On fera fondre de la cire blanche dans un petit vaisseau de terre, & on en prendra avec cette sorte de pinceau ; les fils de fer laissent couler la cire que la grosseur du pinceau entretient coulante assez longtems ; & ces mêmes fils soutiennent la main, & font qu’on trace les traits aussi délicatement qu’on pourroit le faire avec la plume : on fera ces raisonnemens sur le rouge, avant de mettre le mordant, & immédiatement après que le trait est imprimé ou dessiné à la main.

Il est aisé de comprendre que lorsqu’on vient à mettre ensuite le mordant sur la feuille où l’on a dessiné la cire, elle conserve ces endroits-là & empêche le mordant d’y prendre ; lorsqu’on fait ensuite bouillir la toile dans la garance ou la cochenille, la cire se fond & s’en va ; & comme il n’y a point eu de mordant dans ces endroits où elle étoit, ils demeurent blancs comme le fond de la toile.

On fera la même chose après le premier bouillissage pour les réservés, sur le rouge clair, le gris-de-lin, le violet, & enfin (après que la toile est herbée), pour le bleu, le verd & le jaune. Cet ouvrage est long, mais il s’en trouve quelquefois dans les toiles de la premiere beauté.

Nous allons donner maintenant les diverses manieres de travailler les toiles qui ont un moindre nombre de couleurs, & pour la plûpart desquelles on a trouvé des pratiques plus faciles ; & nous ajouterons ensuite des procédés de couleurs plus belles que quelques-unes de celles des Indes, & qui n’y sont pas connues.

On voit par le détail que nous venons de faire, que lorsque dans la toile on ne veut que du rouge ou du noir, il s’en faut tenir au premier bouillissage, dans lequel on ajoutera de la cochenille, à proportion de l’éclat qu’on voudra donner à la couleur ; & si l’on y veut du violet, on ira jusqu’au deuxieme bouillissage, & dans l’un & l’autre cas on fera blanchir la toile sur le pré.

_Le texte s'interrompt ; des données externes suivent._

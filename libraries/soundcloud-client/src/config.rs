//! Client configuration.

use crate::error::{Result, SdkError};
use serde::Deserialize;
use soundcloud_core::ClientId;
use std::path::Path;
use url::Url;

/// Default API endpoint.
pub const DEFAULT_API_URL: &str = "https://api.soundcloud.com";

/// Environment variable prefix read by [`ClientConfig::load`].
pub const ENV_PREFIX: &str = "SOUNDCLOUD";

/// Configuration shared by every request made through a client.
#[derive(Debug, Clone)]
pub struct ClientConfig {
    /// Identifier appended to every resource URL
    pub client_id: ClientId,
    /// Base URL of the API (e.g. "https://api.soundcloud.com")
    pub api_url: Url,
    pub user_agent: String,
    /// Whole-request timeout applied by the HTTP transport
    pub timeout_secs: u64,
    pub connect_timeout_secs: u64,
}

/// Raw settings as read from file and environment.
#[derive(Debug, Deserialize)]
struct Settings {
    client_id: Option<String>,

    #[serde(default = "default_api_url")]
    api_url: String,

    #[serde(default = "default_user_agent")]
    user_agent: String,

    #[serde(default = "default_timeout_secs")]
    timeout_secs: u64,

    #[serde(default = "default_connect_timeout_secs")]
    connect_timeout_secs: u64,
}

impl ClientConfig {
    /// Create a config for the public API with default transport settings.
    pub fn new(client_id: ClientId) -> Self {
        Self {
            client_id,
            api_url: Url::parse(DEFAULT_API_URL).expect("default API URL is valid"),
            user_agent: default_user_agent(),
            timeout_secs: default_timeout_secs(),
            connect_timeout_secs: default_connect_timeout_secs(),
        }
    }

    /// Point the client at another API base URL (e.g. a mock server).
    pub fn with_api_url(mut self, url: &str) -> Result<Self> {
        self.api_url = parse_api_url(url)?;
        Ok(self)
    }

    /// Load configuration from an optional TOML file and the environment.
    ///
    /// Environment variables prefixed with `SOUNDCLOUD_` override the file
    /// (`SOUNDCLOUD_CLIENT_ID`, `SOUNDCLOUD_API_URL`, ...). When `path` is
    /// `None`, `soundcloud.toml` in the working directory is used if present.
    pub fn load(path: Option<&Path>) -> Result<Self> {
        Self::load_with_prefix(path, ENV_PREFIX)
    }

    fn load_with_prefix(path: Option<&Path>, prefix: &str) -> Result<Self> {
        let mut settings = config::Config::builder();

        settings = match path {
            Some(path) => settings.add_source(config::File::from(path)),
            None => settings.add_source(config::File::with_name("soundcloud").required(false)),
        };

        // Raw strings: a client id of `007` must not become `7`
        settings = settings.add_source(config::Environment::with_prefix(prefix).try_parsing(false));

        let settings: Settings = settings
            .build()
            .and_then(|c| c.try_deserialize::<Settings>())
            .map_err(|e| SdkError::configuration(e.to_string()))?;

        let client_id = settings.client_id.ok_or_else(|| {
            SdkError::configuration(format!(
                "client identifier is required (set {prefix}_CLIENT_ID)"
            ))
        })?;

        Ok(Self {
            client_id: ClientId::new(client_id)?,
            api_url: parse_api_url(&settings.api_url)?,
            user_agent: settings.user_agent,
            timeout_secs: settings.timeout_secs,
            connect_timeout_secs: settings.connect_timeout_secs,
        })
    }

    /// URL of an API resource with the client identifier appended.
    ///
    /// `path` is relative to the API base URL; a leading `/` is ignored so the
    /// base URL's own path is kept.
    pub fn resource_url(&self, path: &str) -> Result<Url> {
        let mut base = self.api_url.clone();
        if !base.path().ends_with('/') {
            let with_slash = format!("{}/", base.path());
            base.set_path(&with_slash);
        }

        let mut url = base
            .join(path.trim_start_matches('/'))
            .map_err(|e| SdkError::InvalidUrl(format!("{path}: {e}")))?;
        self.client_id.apply(&mut url);
        Ok(url)
    }
}

fn parse_api_url(url: &str) -> Result<Url> {
    let url = url.trim();
    if url.is_empty() {
        return Err(SdkError::InvalidUrl("URL cannot be empty".into()));
    }
    if !url.starts_with("http://") && !url.starts_with("https://") {
        return Err(SdkError::InvalidUrl(
            "URL must start with http:// or https://".into(),
        ));
    }
    Url::parse(url).map_err(|e| SdkError::InvalidUrl(e.to_string()))
}

// Default values
fn default_api_url() -> String {
    DEFAULT_API_URL.to_string()
}

fn default_user_agent() -> String {
    format!("SoundCloudSDK/{} (Rust)", env!("CARGO_PKG_VERSION"))
}

fn default_timeout_secs() -> u64 {
    30
}

fn default_connect_timeout_secs() -> u64 {
    10
}

#[cfg(test)]
mod tests {
    use super::*;
    use std::io::Write;

    fn config() -> ClientConfig {
        ClientConfig::new(ClientId::new("abc").unwrap())
    }

    #[test]
    fn test_defaults() {
        let config = config();
        assert_eq!(config.api_url.as_str(), "https://api.soundcloud.com/");
        assert_eq!(config.timeout_secs, 30);
        assert!(config.user_agent.starts_with("SoundCloudSDK/"));
    }

    #[test]
    fn test_resource_url() {
        let url = config().resource_url("/tracks/42").unwrap();
        assert_eq!(
            url.as_str(),
            "https://api.soundcloud.com/tracks/42?client_id=abc"
        );
    }

    #[test]
    fn test_resource_url_keeps_base_path() {
        let config = config().with_api_url("http://localhost:8080/v1").unwrap();
        let url = config.resource_url("users/7").unwrap();
        assert_eq!(url.as_str(), "http://localhost:8080/v1/users/7?client_id=abc");
    }

    #[test]
    fn test_api_url_validation() {
        assert!(config().with_api_url("").is_err());
        assert!(config().with_api_url("ftp://example.com").is_err());
        assert!(config().with_api_url("example.com").is_err());
        assert!(config().with_api_url("http://localhost:8080").is_ok());
    }

    #[test]
    fn test_load_from_environment() {
        std::env::set_var("SCTEST_ENV_CLIENT_ID", "from-env");
        std::env::set_var("SCTEST_ENV_TIMEOUT_SECS", "5");

        let config = ClientConfig::load_with_prefix(None, "SCTEST_ENV").unwrap();
        assert_eq!(config.client_id.as_str(), "from-env");
        assert_eq!(config.timeout_secs, 5);
        assert_eq!(config.api_url.as_str(), "https://api.soundcloud.com/");
    }

    #[test]
    fn test_numeric_looking_client_id_is_kept_verbatim() {
        std::env::set_var("SCTEST_NUMERIC_CLIENT_ID", "007");
        std::env::set_var("SCTEST_NUMERIC_CONNECT_TIMEOUT_SECS", "3");

        let config = ClientConfig::load_with_prefix(None, "SCTEST_NUMERIC").unwrap();
        assert_eq!(config.client_id.as_str(), "007");
        assert_eq!(config.connect_timeout_secs, 3);

        let url = config.resource_url("tracks/1").unwrap();
        assert_eq!(url.query(), Some("client_id=007"));
    }

    #[test]
    fn test_load_from_file() {
        let mut file = tempfile::Builder::new().suffix(".toml").tempfile().unwrap();
        writeln!(
            file,
            "client_id = \"from-file\"\napi_url = \"http://localhost:9000\""
        )
        .unwrap();

        let config = ClientConfig::load_with_prefix(Some(file.path()), "SCTEST_FILE").unwrap();
        assert_eq!(config.client_id.as_str(), "from-file");
        assert_eq!(config.api_url.as_str(), "http://localhost:9000/");
    }

    #[test]
    fn test_missing_client_id_is_configuration_error() {
        let result = ClientConfig::load_with_prefix(None, "SCTEST_MISSING");
        match result {
            Err(SdkError::Configuration(msg)) => assert!(msg.contains("SCTEST_MISSING_CLIENT_ID")),
            other => panic!("Expected configuration error, got: {:?}", other),
        }
    }

    #[test]
    fn test_blank_client_id_is_configuration_error() {
        std::env::set_var("SCTEST_BLANK_CLIENT_ID", "  ");
        let result = ClientConfig::load_with_prefix(None, "SCTEST_BLANK");
        assert!(matches!(result, Err(SdkError::Configuration(_))));
    }
}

Si l’on ne veut qu’une impression noire sur un fend blanc, il s’y faut prendre d’une maniere un peu différente ; on n’engallera point la toile, parce qu’elle contracte dans l’engallage une couleur roussâtre, qu’on ne peut jamais faire en aller, & qu’il n’y a que le bouillissage dans la garence, ou la cochenille qui le puisse détruire : ainsi on ne doit jamais engaller les toiles qui doivent être bouillies ; c’est-à-dire, celles qui doivent avoir du rouge, quoiqu’il soit cependant possible d’imprimer du rouge sans les engaller ni les bouillir, comme nous le dirons dans la suite ; mais cette pratique n’est pas ordinaire, & n’est pas connue aux Indes.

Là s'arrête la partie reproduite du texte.